Discovering Object-Centric Causal Nets with Edge-Coarse-Graining in Process Mining
摘要
Process mining enables organizations to discover, monitor, and improve processes using event data. Traditional process mining methods focus on one object type (a.k.a. case notion) when analyzing a process, such as ‘orders’ in the Order-to-Cash process. This narrow case notion selection can lead to incomplete insights and misleading results. Object-Centric Process Mining (OCPM) addresses this by analyzing the process from multiple object types perspectives, such as ‘orders’ and ‘deliveries.’ However, current OCPM algorithms often create complex models. These models are hard to comprehend for stakeholders as they are either not good at dealing with noise or lack the power to identify important workflow patterns like parallel and exclusive choices and merges. Thus, this paper introduces a new method to discover Object-centric Causal Nets (OCCN).
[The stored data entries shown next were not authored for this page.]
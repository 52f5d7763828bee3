//! Selection of the leaf command and merging of its arguments

use std::collections::{BTreeMap, BTreeSet};

use clap::error::ErrorKind;
use clap::parser::ValueSource;
use clap::ArgMatches;

use crate::core::argument::{ArgKind, ArgumentSpec};
use crate::core::error::CliError;
use crate::core::legacy::InvocationChannel;
use crate::core::node::{CommandNode, CommandTree};
use crate::core::parser::{ComposedParser, ParserRoot};
use crate::core::resolved::{ArgValue, ResolvedArgs};
use crate::core::scope::ArgScope;

/// A leaf selected for execution, before constraint validation
#[derive(Debug)]
pub struct ResolvedInvocation<'t> {
    pub node: &'t CommandNode,
    pub args: ResolvedArgs,
    pub channel: InvocationChannel,
    /// Help text of the leaf, used when reporting violations
    pub usage: String,
}

/// Outcome of a successful resolution
#[derive(Debug)]
pub enum Resolution<'t> {
    /// `-h`/`--help`/`-V` was given; nothing executes
    Help(String),
    Leaf(ResolvedInvocation<'t>),
}

/// One parser level on the way from the top to the selected node
struct Level<'t, 'm> {
    node: &'t CommandNode,
    matches: &'m ArgMatches,
    scope: ArgScope<'t>,
}

impl Level<'_, '_> {
    /// Whether `spec` was attached to this level's clap command
    fn parses(&self, spec: &ArgumentSpec) -> bool {
        self.scope.get(spec.name()).is_some()
            && (self.node.is_leaf() || spec.kind() != ArgKind::Positional)
    }
}

/// Walks a composed parser to exactly one leaf
pub struct InvocationResolver<'t, 'p> {
    tree: &'t CommandTree,
    parser: &'p ComposedParser,
}

impl<'t, 'p> InvocationResolver<'t, 'p> {
    pub fn new(tree: &'t CommandTree, parser: &'p ComposedParser) -> Self {
        Self { tree, parser }
    }

    pub fn resolve<I, T>(
        &self,
        tokens: I,
        channel: &InvocationChannel,
    ) -> Result<Resolution<'t>, CliError>
    where
        I: IntoIterator<Item = T>,
        T: Into<String>,
    {
        let mut tokens: Vec<String> = tokens.into_iter().map(Into::into).collect();
        if *self.parser.root() == ParserRoot::Tree {
            tokens = split_router_values(self.tree, tokens);
        }
        tracing::debug!(?tokens, ?channel, "resolving invocation");

        let matches = match self.parser.parse(&tokens) {
            Ok(matches) => matches,
            Err(err) => return self.parse_failure(err, &tokens),
        };

        let levels = self.levels(&matches)?;
        let Some(last) = levels.last() else {
            return Err(self.internal_mismatch(self.tree.root()));
        };
        let node = last.node;

        if !node.is_leaf() {
            return Err(CliError::IncompleteCommand {
                command: node.command_path(),
                usage: self.parser.help_for(node),
            });
        }

        let usage = self.parser.help_for(node);
        let args = merge(&levels);
        check_required(node, &last.scope, &args, &usage)?;

        let args = match node.as_leaf().and_then(|leaf| leaf.procflow()) {
            Some(policy) => policy.resolve(args, channel, &usage)?,
            None => args,
        };

        tracing::debug!(command = %node.command_path(), "resolved leaf");
        Ok(Resolution::Leaf(ResolvedInvocation {
            node,
            args,
            channel: channel.clone(),
            usage,
        }))
    }

    /// Pair each matched parser level with its tree node
    fn levels<'m>(&self, matches: &'m ArgMatches) -> Result<Vec<Level<'t, 'm>>, CliError> {
        match self.parser.root() {
            ParserRoot::Legacy { leaf_path, .. } => {
                let node = self
                    .tree
                    .find(&leaf_path[1..])
                    .ok_or_else(|| self.internal_mismatch(self.tree.root()))?;
                Ok(vec![Level {
                    node,
                    matches,
                    scope: self.tree.scope_of(node),
                }])
            }
            ParserRoot::Tree => {
                let mut node = self.tree.root();
                let mut scope = ArgScope::default().extend(node.own_args());
                let mut current = matches;
                let mut levels = Vec::new();

                loop {
                    levels.push(Level {
                        node,
                        matches: current,
                        scope: scope.clone(),
                    });
                    let Some((name, sub)) = current.subcommand() else {
                        break;
                    };
                    node = node
                        .child(name)
                        .ok_or_else(|| self.internal_mismatch(node))?;
                    scope = scope.extend(node.own_args());
                    current = sub;
                }
                Ok(levels)
            }
        }
    }

    fn parse_failure(
        &self,
        err: clap::Error,
        tokens: &[String],
    ) -> Result<Resolution<'t>, CliError> {
        match err.kind() {
            ErrorKind::DisplayHelp | ErrorKind::DisplayVersion => {
                Ok(Resolution::Help(err.to_string()))
            }
            _ => {
                let node = self.locate(tokens);
                let rendered = err.to_string();
                let message = rendered
                    .lines()
                    .next()
                    .unwrap_or_default()
                    .trim_start_matches("error: ")
                    .to_string();
                tracing::debug!(command = %node.command_path(), %message, "parse error");
                Err(CliError::Parse {
                    command: node.command_path(),
                    message,
                    usage: self.parser.help_for(node),
                })
            }
        }
    }

    /// Deepest node the tokens name, used to pick the usage text for errors
    fn locate(&self, tokens: &[String]) -> &'t CommandNode {
        if let ParserRoot::Legacy { leaf_path, .. } = self.parser.root() {
            if let Some(node) = self.tree.find(&leaf_path[1..]) {
                return node;
            }
        }

        let mut node = self.tree.root();
        for token in tokens.iter().take_while(|t| t.as_str() != "--") {
            if let Some(child) = node.child(token) {
                node = child;
            }
        }
        node
    }

    fn internal_mismatch(&self, node: &CommandNode) -> CliError {
        CliError::Parse {
            command: node.command_path(),
            message: "parser and command tree disagree".to_string(),
            usage: self.parser.help_for(node),
        }
    }
}

/// Rewrite `--opt a b` into `--opt a --opt b` for multi-valued options typed
/// at a router level
///
/// A run of values ends at the next flag or at a token naming a sub-command
/// of the current router. Tokens at or below the leaf are left to clap.
fn split_router_values(tree: &CommandTree, tokens: Vec<String>) -> Vec<String> {
    let mut node = tree.root();
    let mut scope = ArgScope::default().extend(node.own_args());
    let mut out = Vec::with_capacity(tokens.len());
    let mut iter = tokens.into_iter().peekable();

    while let Some(token) = iter.next() {
        if node.is_leaf() || token == "--" {
            out.push(token);
            out.extend(iter);
            break;
        }
        if let Some(child) = node.child(&token) {
            node = child;
            scope = scope.extend(node.own_args());
            out.push(token);
            continue;
        }

        let multi = scope.named().any(|spec| {
            spec.is_multiple()
                && (spec.long_name().is_some_and(|l| token == format!("--{l}"))
                    || spec.short_name().is_some_and(|s| token == format!("-{s}")))
        });
        out.push(token.clone());
        if !multi {
            continue;
        }

        let mut first = true;
        while let Some(value) =
            iter.next_if(|next| !next.starts_with('-') && node.child(next).is_none())
        {
            if !first {
                out.push(token.clone());
            }
            out.push(value);
            first = false;
        }
    }
    out
}

/// Merge values top-down: the deepest level where the user supplied a value
/// wins, otherwise the leaf's effective default applies.
fn merge(levels: &[Level<'_, '_>]) -> ResolvedArgs {
    let mut values = BTreeMap::new();
    let mut supplied = BTreeSet::new();

    let Some(leaf) = levels.last() else {
        return ResolvedArgs::default();
    };

    for spec in leaf.scope.iter() {
        let typed = levels.iter().rev().find(|level| {
            level.parses(spec)
                && level.matches.value_source(spec.name()) == Some(ValueSource::CommandLine)
        });

        let value = match typed {
            Some(level) => {
                supplied.insert(spec.name().to_string());
                read_value(level.matches, spec)
            }
            None => read_value(leaf.matches, spec),
        };
        values.insert(spec.name().to_string(), value);
    }

    ResolvedArgs::from_parts(values, supplied)
}

fn read_value(matches: &ArgMatches, spec: &ArgumentSpec) -> ArgValue {
    let name = spec.name();
    match spec.kind() {
        ArgKind::Flag => ArgValue::Flag(
            matches
                .try_get_one::<bool>(name)
                .ok()
                .flatten()
                .copied()
                .unwrap_or(false),
        ),
        _ if spec.is_multiple() => match matches.try_get_many::<String>(name).ok().flatten() {
            Some(values) => ArgValue::Many(values.cloned().collect()),
            None => ArgValue::Unset,
        },
        _ => match matches.try_get_one::<String>(name).ok().flatten() {
            Some(value) => ArgValue::Single(value.clone()),
            None => ArgValue::Unset,
        },
    }
}

fn check_required(
    node: &CommandNode,
    scope: &ArgScope<'_>,
    args: &ResolvedArgs,
    usage: &str,
) -> Result<(), CliError> {
    let missing: Vec<String> = scope
        .iter()
        .filter(|spec| spec.is_required() && !args.is_set(spec.name()))
        .map(|spec| match spec.kind() {
            ArgKind::Positional => format!("<{}>", spec.name()),
            _ => format!("--{}", spec.long_name().unwrap_or(spec.name())),
        })
        .collect();

    if missing.is_empty() {
        return Ok(());
    }
    Err(CliError::Parse {
        command: node.command_path(),
        message: format!(
            "the following required arguments were not provided: {}",
            missing.join(", ")
        ),
        usage: usage.to_string(),
    })
}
This method builds on Causal nets, which show the causal links between activities. It supports object-centric analysis and handles concurrency and choices better. In this method, we merge redundant process flows using an edge-coarse-graining technique, which makes the models easier to interpret by removing unnecessary visual clutter. We implemented the method in Python. In a user study, we compared OCCN with Object-Centric Petri Nets, and the result shows that OCCN models are easier to understand and help users recognize patterns more effectively.